Homemade DIY Weather Instruments
 

Irving

Joined Jan 30, 2016
5,083
Welcome to AAC

Interesting idea, but needs updating with a better sensing arrangement. The electronic counter side of things is easy to implement and there are many options..

Here's a simple one from Amazon:
1777635869485.png

It will work off a 6v or higher supply, and needs a normally closed 'switch' to ground and counts each time the 'switch' is opened. Replace 'switch' with some form of drop sensor and you've got rain gauge of sorts.

Of course a better gauge would display in actual inches, millimeters, liters/sq m, etc. and there are other ways to capture rainfall amounts, eg by volume or by weight. All of which could be relatively easily implemented.
 

MisterBill2

Joined Jan 23, 2018
27,402
Counting drops is a fun challenge BUT also not very accurate. Rainfalldensity certainly looks variable if you just watch for a while.
Irving is corect!Also, what matters is the total per unit area. The more accurate annd stable schemes use a variation of the tipping bucket device.Those can be very repeatable and quite accurate. And counting is simple.
The most durable sensor uses a coil and magnet to generate a pulse with every tip. No contact and no friction, and only an occasional cleaning.
 

Irving

Joined Jan 30, 2016
5,083
Typical 'tipping bucket' continuous measurement design. There are multiple sense options: reed switch/magnet, magnet/hall sensor, opto-interruptor/vane (my preference as its much easier to implement physically and has no dependence on distances/position).

1777710585890.png
 

MisterBill2

Joined Jan 23, 2018
27,402
Igot a smaller version of one like that. The only pain is that it is RF linked and uses a weird battery. So what I need to do is convert it into a wired version. The fallacy of wireless links is that they constantly require, and use, power, which always seems to be batteries.
AND, is that "200" dimension in mm, or cubits, or inches?? or possibly furlongs??
 

MisterBill2

Joined Jan 23, 2018
27,402
OK, all I need to do is determine a way to sense the tips and add a counter. And mount it up on the roof and run wires inside. No problem. BUT first I need to measure how much rainfall per pulse.
 

Irving

Joined Jan 30, 2016
5,083
BUT first I need to measure how much rainfall per pulse.
The commercial versions use a plastic or thin ally sheet 'cups' which come in various sizes, typically 0.1mm, 0.2mm or 0.5mm based on a 200mm dia funnel.

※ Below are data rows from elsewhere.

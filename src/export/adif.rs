//! ADIF 3.1.4 text export: length-tagged fields, one header block, one
//! `<EOR>`-terminated record per QSO.

use chrono::{DateTime, Utc};

use crate::models::Qso;

fn adif_field(tag: &str, value: &str) -> String {
    format!("<{}:{}>{}", tag, value.len(), value)
}

/// Render the full ordered log as an ADIF document.
pub fn generate_adif(qsos: &[Qso]) -> String {
    let header = [
        "ADIF Export from potalog".to_string(),
        adif_field("ADIF_VER", "3.1.4"),
        adif_field("PROGRAMID", "potalog"),
        "<EOH>".to_string(),
        String::new(),
    ]
    .join("\n");

    let records: Vec<String> = qsos.iter().map(adif_record).collect();
    format!("{}{}\n", header, records.join("\n"))
}

fn adif_record(q: &Qso) -> String {
    let (date, time) = split_timestamp(&q.timestamp);
    let mut fields = vec![
        adif_field("CALL", &q.callsign),
        adif_field("QSO_DATE", &date),
        adif_field("TIME_ON", &time),
        adif_field("BAND", &q.band),
        adif_field("MODE", &q.mode),
        adif_field("FREQ", &q.frequency.to_string()),
        adif_field("RST_SENT", &q.rst_sent),
        adif_field("RST_RCVD", &q.rst_received),
    ];
    if let Some(park) = &q.park_reference {
        fields.push(adif_field("SIG", "POTA"));
        fields.push(adif_field("SIG_INFO", park));
    }
    fields.push("<EOR>".to_string());
    fields.join(" ")
}

/// "YYYYMMDD" and "HHMM" in UTC from a stored RFC 3339 timestamp. An
/// unparseable timestamp yields empty fields rather than a failed export.
fn split_timestamp(ts: &str) -> (String, String) {
    match DateTime::parse_from_rfc3339(ts) {
        Ok(dt) => {
            let utc = dt.with_timezone(&Utc);
            (
                utc.format("%Y%m%d").to_string(),
                utc.format("%H%M").to_string(),
            )
        }
        Err(_) => (String::new(), String::new()),
    }
}
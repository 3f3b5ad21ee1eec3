//! Free-text `_query` term layered onto the fields the caller already named.

use crate::predicate::Predicate;
use crate::schema::SchemaDescriptor;
use std::collections::BTreeSet;

pub struct GlobalSearchComposer;

impl GlobalSearchComposer {
    /// OR of substring matches over the explicitly filtered fields that are
    /// text-like. Numeric, temporal and boolean fields never take part.
    pub fn build(
        term: &str,
        schema: &SchemaDescriptor,
        explicit_fields: &BTreeSet<String>,
    ) -> Option<Predicate> {
        if term.is_empty() {
            return None;
        }
        let leaves: Vec<Predicate> = explicit_fields
            .iter()
            .filter(|f| schema.kind_of(f).is_some_and(|k| k.is_textual()))
            .map(|f| Predicate::Contains {
                field: f.clone(),
                needle: term.to_string(),
            })
            .collect();
        Predicate::any(leaves)
    }
}
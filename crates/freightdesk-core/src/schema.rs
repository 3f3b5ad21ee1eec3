//! Per-entity field descriptors, built once at registration time and shared
//! read-only by every compilation afterwards.

use crate::errors::{QueryError, Result};
use crate::sort::OrderBy;
use serde::{Deserialize, Serialize};
use std::collections::{BTreeMap, BTreeSet};
use std::sync::Arc;

/// Coarse comparison semantics of a field.
#[derive(Debug, Clone, Copy, PartialEq, Eq, Hash, Serialize, Deserialize)]
#[serde(rename_all = "snake_case")]
pub enum FieldKind {
    Text,
    Numeric,
    Temporal,
    Boolean,
    Enumerated,
}

impl FieldKind {
    /// Kinds compared with equality/range operators. Everything else is
    /// matched by substring.
    pub fn is_comparable(self) -> bool {
        matches!(self, Self::Numeric | Self::Temporal | Self::Boolean)
    }

    pub fn is_textual(self) -> bool {
        !self.is_comparable()
    }
}

#[derive(Debug, Clone, Default, PartialEq, Eq, Serialize)]
pub struct SchemaDescriptor {
    fields: BTreeMap<String, FieldKind>,
}

impl SchemaDescriptor {
    pub fn kind_of(&self, field: &str) -> Option<FieldKind> {
        self.fields.get(field).copied()
    }

    pub fn contains(&self, field: &str) -> bool {
        self.fields.contains_key(field)
    }

    pub fn fields(&self) -> impl Iterator<Item = (&str, FieldKind)> {
        self.fields.iter().map(|(k, v)| (k.as_str(), *v))
    }

    pub fn len(&self) -> usize {
        self.fields.len()
    }

    pub fn is_empty(&self) -> bool {
        self.fields.is_empty()
    }
}

/// Everything the engine needs to know about one entity.
#[derive(Debug, Clone, PartialEq, Eq, Serialize)]
pub struct EntityConfig {
    pub name: String,
    pub schema: SchemaDescriptor,
    pub sortable: BTreeSet<String>,
    pub default_order: Option<OrderBy>,
}

impl EntityConfig {
    pub fn builder(name: impl Into<String>) -> EntityConfigBuilder {
        EntityConfigBuilder {
            name: name.into(),
            fields: Vec::new(),
            sortable: Vec::new(),
            default_order: None,
        }
    }
}

pub struct EntityConfigBuilder {
    name: String,
    fields: Vec<(String, FieldKind)>,
    sortable: Vec<String>,
    default_order: Option<OrderBy>,
}

impl EntityConfigBuilder {
    pub fn field(mut self, name: impl Into<String>, kind: FieldKind) -> Self {
        self.fields.push((name.into(), kind));
        self
    }

    pub fn fields<I, S>(mut self, kind: FieldKind, names: I) -> Self
    where
        I: IntoIterator<Item = S>,
        S: Into<String>,
    {
        self.fields
            .extend(names.into_iter().map(|n| (n.into(), kind)));
        self
    }

    pub fn sortable<I, S>(mut self, names: I) -> Self
    where
        I: IntoIterator<Item = S>,
        S: Into<String>,
    {
        self.sortable.extend(names.into_iter().map(Into::into));
        self
    }

    pub fn default_order(mut self, order: OrderBy) -> Self {
        self.default_order = Some(order);
        self
    }

    pub fn build(self) -> Result<EntityConfig> {
        if self.name.is_empty() {
            return Err(QueryError::Registration("entity name is empty".into()));
        }
        let mut fields = BTreeMap::new();
        for (name, kind) in self.fields {
            if name.is_empty() || name.contains(|c: char| c == '|' || c == ':') {
                return Err(QueryError::Registration(format!(
                    "{}: invalid field name '{}'",
                    self.name, name
                )));
            }
            if fields.insert(name.clone(), kind).is_some() {
                return Err(QueryError::Registration(format!(
                    "{}: field '{}' registered twice",
                    self.name, name
                )));
            }
        }
        Ok(EntityConfig {
            name: self.name,
            schema: SchemaDescriptor { fields },
            sortable: self.sortable.into_iter().collect(),
            default_order: self.default_order,
        })
    }
}

/// Immutable name -> config lookup handed to request handlers.
#[derive(Debug, Clone, Default)]
pub struct EntityRegistry {
    entities: BTreeMap<String, Arc<EntityConfig>>,
}

impl EntityRegistry {
    pub fn new(configs: impl IntoIterator<Item = EntityConfig>) -> Result<Self> {
        let mut entities = BTreeMap::new();
        for cfg in configs {
            let name = cfg.name.clone();
            if entities.insert(name.clone(), Arc::new(cfg)).is_some() {
                return Err(QueryError::Registration(format!(
                    "entity '{name}' registered twice"
                )));
            }
        }
        Ok(Self { entities })
    }

    pub fn get(&self, name: &str) -> Result<Arc<EntityConfig>> {
        self.entities
            .get(name)
            .cloned()
            .ok_or_else(|| QueryError::UnknownEntity(name.to_string()))
    }

    pub fn iter(&self) -> impl Iterator<Item = &EntityConfig> {
        self.entities.values().map(|c| c.as_ref())
    }
}

#[cfg(test)]
mod tests {
    use super::*;

    #[test]
    fn builder_collects_fields_and_whitelist() {
        let cfg = EntityConfig::builder("orders")
            .field("reference", FieldKind::Text)
            .fields(FieldKind::Numeric, ["pallets", "boxes"])
            .sortable(["reference"])
            .build()
            .unwrap();
        assert_eq!(cfg.schema.kind_of("pallets"), Some(FieldKind::Numeric));
        assert_eq!(cfg.schema.kind_of("missing"), None);
        assert_eq!(cfg.schema.len(), 3);
        assert!(cfg.sortable.contains("reference"));
    }

    #[test]
    fn duplicate_and_reserved_field_names_are_rejected() {
        let dup = EntityConfig::builder("x")
            .field("a", FieldKind::Text)
            .field("a", FieldKind::Numeric)
            .build();
        assert!(matches!(dup, Err(QueryError::Registration(_))));

        let piped = EntityConfig::builder("x").field("a|b", FieldKind::Text).build();
        assert!(matches!(piped, Err(QueryError::Registration(_))));
    }

    #[test]
    fn registry_rejects_duplicates_and_reports_unknown() {
        let a = EntityConfig::builder("a").build().unwrap();
        let reg = EntityRegistry::new([a.clone()]).unwrap();
        assert!(reg.get("a").is_ok());
        assert_eq!(
            reg.get("b").unwrap_err(),
            QueryError::UnknownEntity("b".into())
        );
        assert!(EntityRegistry::new([a.clone(), a]).is_err());
    }

    #[test]
    fn enumerated_counts_as_text() {
        assert!(FieldKind::Enumerated.is_textual());
        assert!(FieldKind::Boolean.is_comparable());
    }
}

By my reckoning a 200mm dia collector is 0.2^2 *π/4 = 0.0314m2, is 31.4ml. That is, a rainfall of 1mm/hr = 1l/m2/hr is 31.4ml/hr. So construct a double sided bucket in 1mm sheet as shown by @MrChips above 15cm long, 2cm high in the middle and 2.5cm wide, that's internally 15 * 2.3 * 1 = 34.5ml and it'll tip twice an hour for rainfall around 1l/m2/hr. Calibrate by filling each side with 15.7ml from a syringe and adjusting the starting point for the tip with the screws under each side as per original diagram.
 

MrChips

Joined Oct 2, 2009
34,727
I used thin sheet brass to make the see-saw bucket. The centre divider is rectangular piece that is soldered at the middle. A piece of brass wire is soldered on the underside to create the pivot.
 

MisterBill2

Joined Jan 23, 2018
27,402
I am fortunate to have been given a tipping bucket sensor that suffers from a failed electronics portion. So now I need to add a counter with a display, and determine the rainfall amount per pulse. So this will require some accurate water volume delivery experimenting.
 

Irving

Joined Jan 30, 2016
5,083
Theoretically, the smaller the cup, the faster the tip rate and therefore better accuracy/resolution. There must be some limit to tip rate above which overflow occurs. That will depend on mass of cup, friction of hinge, input & output flow rate and probably a few other parameters.
 

MisterBill2

Joined Jan 23, 2018
27,402
Certainly, at some point in the reduction of the size of the volume of water per tip-cycle, there is a point at which fluid kinematics and friction effects become an accuracy reduction issue. The question becomes one about accuracy versus resolution. AND, certainly DYNAMIC RANGE will enter the discussion as well. The easy answer is multiple rain gauges of different ranges and resolutions, and possibly of different technologies.
 

AnalogKid

Joined Aug 1, 2013
12,103
Counting drops is a fun challenge BUT also not very accurate. Rainfalldensity certainly looks variable if you just watch for a while.
Counting drops in free air is worthless, but counting drops dripping out of a collector is very accurate. One of the very few things I remember from high school chemistry is that there are ten drops per cc. My guess is that the NWS has a more refined opinion. Anyway ...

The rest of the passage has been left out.